→ **Action item**: Copy every line of the records below where the word "NonGeneColumns" occurs.

→ **Exercise input**:

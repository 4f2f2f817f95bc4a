//! Dataset cache facade
//!
//! Bundles the store with its directory index and renderer. Every mutation
//! made through [`DatasetCache`] recomputes the index, so readers of
//! [`leaf_paths`](DatasetCache::leaf_paths) never see a stale snapshot.

use crate::index::DirectoryIndex;
use crate::node::{CacheNode, Lookup};
use crate::render::TreeRenderer;
use crate::store::{PathKeyedStore, StoreStats};
use cache_settings::{CacheSettings, DatasetCatalog};
use dataset_path::PathError;
use std::sync::Arc;
use tracing::{info, warn};

/// Outcome of loading a catalog into the cache
#[derive(Debug, Clone, Default, PartialEq, Eq)]
pub struct CatalogLoadReport {
    /// Paths that were stored
    pub loaded: Vec<String>,
    /// Paths whose loader returned nothing
    pub skipped: Vec<String>,
}

/// Hierarchical dataset cache owned by a single pipeline
#[derive(Debug)]
pub struct DatasetCache<T> {
    store: PathKeyedStore<T>,
    index: DirectoryIndex,
    renderer: TreeRenderer,
}

impl<T> DatasetCache<T> {
    /// Creates an empty cache configured from `settings`
    pub fn new(settings: &CacheSettings) -> Self {
        Self::with_parts(
            PathKeyedStore::new(settings.capacity),
            TreeRenderer::new(settings.max_directory_display),
        )
    }

    /// Creates an empty cache with default rendering and the given capacity
    pub fn with_capacity(capacity: usize) -> Self {
        Self::with_parts(PathKeyedStore::new(capacity), TreeRenderer::default())
    }

    fn with_parts(store: PathKeyedStore<T>, renderer: TreeRenderer) -> Self {
        let index = DirectoryIndex::build(&store);
        Self {
            store,
            index,
            renderer,
        }
    }

    /// Stores `value` at `path` (see [`PathKeyedStore::set`])
    pub fn set(&mut self, path: &str, value: T) -> Result<(), PathError> {
        self.store.set(path, value)?;
        self.refresh_index();
        Ok(())
    }

    /// Stores an already shared value at `path`
    pub fn set_shared(&mut self, path: &str, value: Arc<T>) -> Result<(), PathError> {
        self.store.set_shared(path, value)?;
        self.refresh_index();
        Ok(())
    }

    pub fn get(&self, path: &str) -> Lookup<'_, T> {
        self.store.get(path)
    }

    /// Returns the value at `path` if `path` names a leaf
    pub fn get_leaf(&self, path: &str) -> Option<&Arc<T>> {
        self.store.get_leaf(path)
    }

    pub fn has(&self, path: &str) -> bool {
        self.store.has(path)
    }

    pub fn is_leaf(&self, path: &str) -> bool {
        self.store.is_leaf(path)
    }

    pub fn is_directory(&self, path: &str) -> bool {
        self.store.is_directory(path)
    }

    /// Removes the node at `path`; a no-op if nothing is there
    pub fn remove(&mut self, path: &str) -> Option<CacheNode<T>> {
        let removed = self.store.remove(path);
        if removed.is_some() {
            self.refresh_index();
        }
        removed
    }

    /// Drops every entry
    pub fn clear(&mut self) {
        self.store.clear();
        self.refresh_index();
    }

    /// Keeps only the listed leaves and directory subtrees
    pub fn clear_except<S: AsRef<str>>(&mut self, paths: &[S]) -> usize {
        let removed = self.store.clear_except(paths);
        self.refresh_index();
        removed
    }

    /// Leaf paths as of the last mutation
    pub fn leaf_paths(&self) -> &[String] {
        self.index.leaf_paths()
    }

    /// Directory and leaf paths as of the last mutation
    pub fn all_paths(&self) -> &[String] {
        self.index.all_paths()
    }

    pub fn leaf_values(&self) -> Vec<&Arc<T>> {
        self.store.leaf_values()
    }

    /// Number of stored datasets
    pub fn count(&self) -> usize {
        self.store.count()
    }

    pub fn is_empty(&self) -> bool {
        self.store.is_empty()
    }

    pub fn stats(&self) -> StoreStats {
        self.store.stats()
    }

    /// Maximum number of top-level keys
    pub fn capacity(&self) -> usize {
        self.store.capacity()
    }

    /// Renders the tree as indented text
    pub fn render_tree(&self) -> String {
        self.renderer.render(self.store.root())
    }

    /// Renders the tree with a summary line under each dataset
    pub fn render_tree_with<F>(&self, describe: F) -> String
    where
        F: Fn(&T) -> Option<String>,
    {
        self.renderer.render_with(self.store.root(), describe)
    }

    pub fn store(&self) -> &PathKeyedStore<T> {
        &self.store
    }

    pub fn index(&self) -> &DirectoryIndex {
        &self.index
    }

    /// Loads every catalog entry through `loader`
    ///
    /// Entries the loader cannot produce are skipped with a warning. The index
    /// is recomputed once at the end rather than after every insert.
    pub fn load_catalog<F>(&mut self, catalog: &DatasetCatalog, mut loader: F) -> CatalogLoadReport
    where
        F: FnMut(&str) -> Option<T>,
    {
        let mut report = CatalogLoadReport::default();

        for entry in catalog.entries() {
            let Some(value) = loader(&entry.location) else {
                warn!(path = %entry.path, location = %entry.location, "Skipping dataset that failed to load");
                report.skipped.push(entry.path.clone());
                continue;
            };

            match self.store.set(&entry.path, value) {
                Ok(()) => report.loaded.push(entry.path.clone()),
                Err(e) => {
                    warn!(path = %entry.path, error = %e, "Skipping dataset with invalid path");
                    report.skipped.push(entry.path.clone());
                }
            }
        }

        self.refresh_index();
        info!(
            loaded = report.loaded.len(),
            skipped = report.skipped.len(),
            total = self.count(),
            "Loaded dataset catalog"
        );
        report
    }

    fn refresh_index(&mut self) {
        if !self.index.is_current(&self.store) {
            self.index.recompute(&self.store);
        }
    }
}

impl<T> Default for DatasetCache<T> {
    fn default() -> Self {
        Self::new(&CacheSettings::default())
    }
}
//! Flattened directory index
//!
//! The index is a snapshot of the store's paths. It is not kept in sync
//! automatically: call [`DirectoryIndex::recompute`] after mutating the store.
//! [`DirectoryIndex::is_current`] reports whether a recompute is due.

use crate::node::{CacheNode, Directory};
use crate::store::PathKeyedStore;
use dataset_path::join_path;
use tracing::debug;

/// Cached lists of every path in a store
#[derive(Debug, Clone, Default, PartialEq, Eq)]
pub struct DirectoryIndex {
    /// Directories and leaves, parents before children
    all_paths: Vec<String>,
    /// Leaves only; these are the selectable datasets
    leaf_paths: Vec<String>,
    /// Store revision this snapshot was taken at
    revision: Option<u64>,
}

impl DirectoryIndex {
    /// Creates an empty index that has never been computed
    pub fn new() -> Self {
        Self::default()
    }

    /// Builds an index from the current store contents
    pub fn build<T>(store: &PathKeyedStore<T>) -> Self {
        let mut index = Self::new();
        index.recompute(store);
        index
    }

    /// Rebuilds both path lists from `store`
    pub fn recompute<T>(&mut self, store: &PathKeyedStore<T>) {
        self.all_paths.clear();
        self.leaf_paths.clear();
        collect(
            store.root(),
            &mut Vec::new(),
            &mut self.all_paths,
            &mut self.leaf_paths,
        );
        self.revision = Some(store.revision());
        debug!(
            paths = self.all_paths.len(),
            leaves = self.leaf_paths.len(),
            revision = store.revision(),
            "Recomputed directory index"
        );
    }

    /// Every directory and leaf path, for display
    pub fn all_paths(&self) -> &[String] {
        &self.all_paths
    }

    /// Leaf paths only, for resolution
    pub fn leaf_paths(&self) -> &[String] {
        &self.leaf_paths
    }

    /// Returns true if the snapshot matches the store's latest revision
    pub fn is_current<T>(&self, store: &PathKeyedStore<T>) -> bool {
        self.revision == Some(store.revision())
    }

    /// Returns true if `path` was a leaf at the last recompute
    pub fn contains_leaf(&self, path: &str) -> bool {
        self.leaf_paths.iter().any(|p| p == path)
    }
}

fn collect<T>(
    dir: &Directory<T>,
    prefix: &mut Vec<String>,
    all_paths: &mut Vec<String>,
    leaf_paths: &mut Vec<String>,
) {
    for (name, node) in dir {
        prefix.push(name.clone());
        let path = join_path(prefix.as_slice());
        all_paths.push(path.clone());
        match node {
            CacheNode::Directory(children) => collect(children, prefix, all_paths, leaf_paths),
            CacheNode::Leaf(_) => leaf_paths.push(path),
        }
        prefix.pop();
    }
}

#[cfg(test)]
mod tests {
    use super::*;

    fn store() -> PathKeyedStore<u32> {
        let mut store = PathKeyedStore::new(8);
        store.set("Coronal/Density/MASTER", 1).unwrap();
        store.set("Coronal/Density/output_K1", 2).unwrap();
        store.set("NonGeneColumns", 3).unwrap();
        store
    }

    #[test]
    fn test_new_index_is_empty_and_stale() {
        let index = DirectoryIndex::new();
        assert!(index.all_paths().is_empty());
        assert!(!index.is_current(&PathKeyedStore::<u32>::new(1)));
    }

    #[test]
    fn test_all_paths_include_directories() {
        let index = DirectoryIndex::build(&store());
        assert_eq!(
            index.all_paths(),
            [
                "Coronal",
                "Coronal/Density",
                "Coronal/Density/MASTER",
                "Coronal/Density/output_K1",
                "NonGeneColumns",
            ]
        );
    }

    #[test]
    fn test_leaf_paths_match_store() {
        let store = store();
        let index = DirectoryIndex::build(&store);
        assert_eq!(index.leaf_paths(), store.leaf_paths().as_slice());
        assert!(index.contains_leaf("NonGeneColumns"));
        assert!(!index.contains_leaf("Coronal/Density"));
    }

    #[test]
    fn test_index_goes_stale_until_recomputed() {
        let mut store = store();
        let mut index = DirectoryIndex::build(&store);
        assert!(index.is_current(&store));

        store.set("Sagittal/MASTER", 4).unwrap();
        assert!(!index.is_current(&store));
        assert!(!index.contains_leaf("Sagittal/MASTER"));

        index.recompute(&store);
        assert!(index.is_current(&store));
        assert!(index.contains_leaf("Sagittal/MASTER"));
    }

    #[test]
    fn test_recompute_after_remove() {
        let mut store = store();
        let mut index = DirectoryIndex::build(&store);
        store.remove("Coronal/Density");
        index.recompute(&store);
        assert_eq!(index.all_paths(), ["Coronal", "NonGeneColumns"]);
        assert_eq!(index.leaf_paths(), ["NonGeneColumns"]);
    }
}
//! Tree rendering
//!
//! Renders the store as indented text, one line per key:
//!
//! ```text
//! Coronal
//!     Density
//!         MASTER
//!         output_K1
//! ```
//!
//! Directories with more children than the display cap are summarized as
//! `<N entries>` instead of being expanded.

use crate::node::{CacheNode, Directory};
use std::fmt::Write;

/// Default number of children a directory may have and still be expanded
pub const DEFAULT_MAX_CHILDREN: usize = 10;

/// Spaces per depth level
pub const INDENT_WIDTH: usize = 4;

/// Indentation-based tree renderer
#[derive(Debug, Clone, Copy, PartialEq, Eq)]
pub struct TreeRenderer {
    max_children: usize,
}

impl TreeRenderer {
    pub fn new(max_children: usize) -> Self {
        Self { max_children }
    }

    pub fn max_children(&self) -> usize {
        self.max_children
    }

    /// Renders keys only
    pub fn render<T>(&self, root: &Directory<T>) -> String {
        self.render_with(root, |_| None)
    }

    /// Renders keys plus an optional summary line under each leaf
    ///
    /// `describe` returns the summary for a value, e.g. `<4000 x 12> table`.
    pub fn render_with<T, F>(&self, root: &Directory<T>, describe: F) -> String
    where
        F: Fn(&T) -> Option<String>,
    {
        let mut out = String::new();
        self.render_level(&mut out, root, 0, &describe);
        out
    }

    fn render_level<T, F>(&self, out: &mut String, dir: &Directory<T>, level: usize, describe: &F)
    where
        F: Fn(&T) -> Option<String>,
    {
        for (name, node) in dir {
            push_line(out, level, name);

            match node {
                CacheNode::Directory(children) if children.len() > self.max_children => {
                    push_line(out, level + 1, &format!("<{} entries>", children.len()));
                }
                CacheNode::Directory(children) => {
                    self.render_level(out, children, level + 1, describe);
                }
                CacheNode::Leaf(value) => {
                    if let Some(summary) = describe(&**value) {
                        push_line(out, level + 1, &summary);
                    }
                }
            }
        }
    }
}

impl Default for TreeRenderer {
    fn default() -> Self {
        Self::new(DEFAULT_MAX_CHILDREN)
    }
}

fn push_line(out: &mut String, level: usize, text: &str) {
    // Writing to a String cannot fail
    let _ = writeln!(out, "{:indent$}{}", "", text, indent = level * INDENT_WIDTH);
}

#[cfg(test)]
mod tests {
    use super::*;
    use crate::store::PathKeyedStore;

    #[test]
    fn test_render_nested() {
        let mut store = PathKeyedStore::new(4);
        store.set("Coronal/Density/MASTER", 1).unwrap();
        store.set("Coronal/Density/output_K1", 2).unwrap();

        let text = TreeRenderer::default().render(store.root());
        assert_eq!(
            text,
            "Coronal\n    Density\n        MASTER\n        output_K1\n"
        );
    }

    #[test]
    fn test_render_empty() {
        let store = PathKeyedStore::<u8>::new(4);
        assert_eq!(TreeRenderer::default().render(store.root()), "");
    }

    #[test]
    fn test_render_summarizes_large_directories() {
        let mut store = PathKeyedStore::new(4);
        for i in 0..5 {
            store.set(&format!("Coronal/Density/Genes/gene_{}", i), i).unwrap();
        }
        store.set("Coronal/Density/MASTER", 99).unwrap();

        let text = TreeRenderer::new(3).render(store.root());
        assert_eq!(
            text,
            "Coronal\n    Density\n        Genes\n            <5 entries>\n        MASTER\n"
        );
    }

    #[test]
    fn test_cap_is_inclusive() {
        let mut store = PathKeyedStore::new(4);
        store.set("a/x", 1).unwrap();
        store.set("a/y", 2).unwrap();
        let text = TreeRenderer::new(2).render(store.root());
        assert_eq!(text, "a\n    x\n    y\n");
    }

    #[test]
    fn test_render_with_leaf_summary() {
        let mut store = PathKeyedStore::new(4);
        store.set("Coronal/MASTER", (4000usize, 12usize)).unwrap();
        store.set("Coronal/empty", (0, 0)).unwrap();

        let text = TreeRenderer::default().render_with(store.root(), |(rows, cols)| {
            (*rows > 0).then(|| format!("<{} x {}> table", rows, cols))
        });
        assert_eq!(
            text,
            "Coronal\n    MASTER\n        <4000 x 12> table\n    empty\n"
        );
    }
}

→ **Response to this task**:
        store.set("NonGeneColumns", 3).unwrap();
                "NonGeneColumns",
        assert!(index.contains_leaf("NonGeneColumns"));
        assert_eq!(index.all_paths(), ["Coronal", "NonGeneColumns"]);
        assert_eq!(index.leaf_paths(), ["NonGeneColumns"]);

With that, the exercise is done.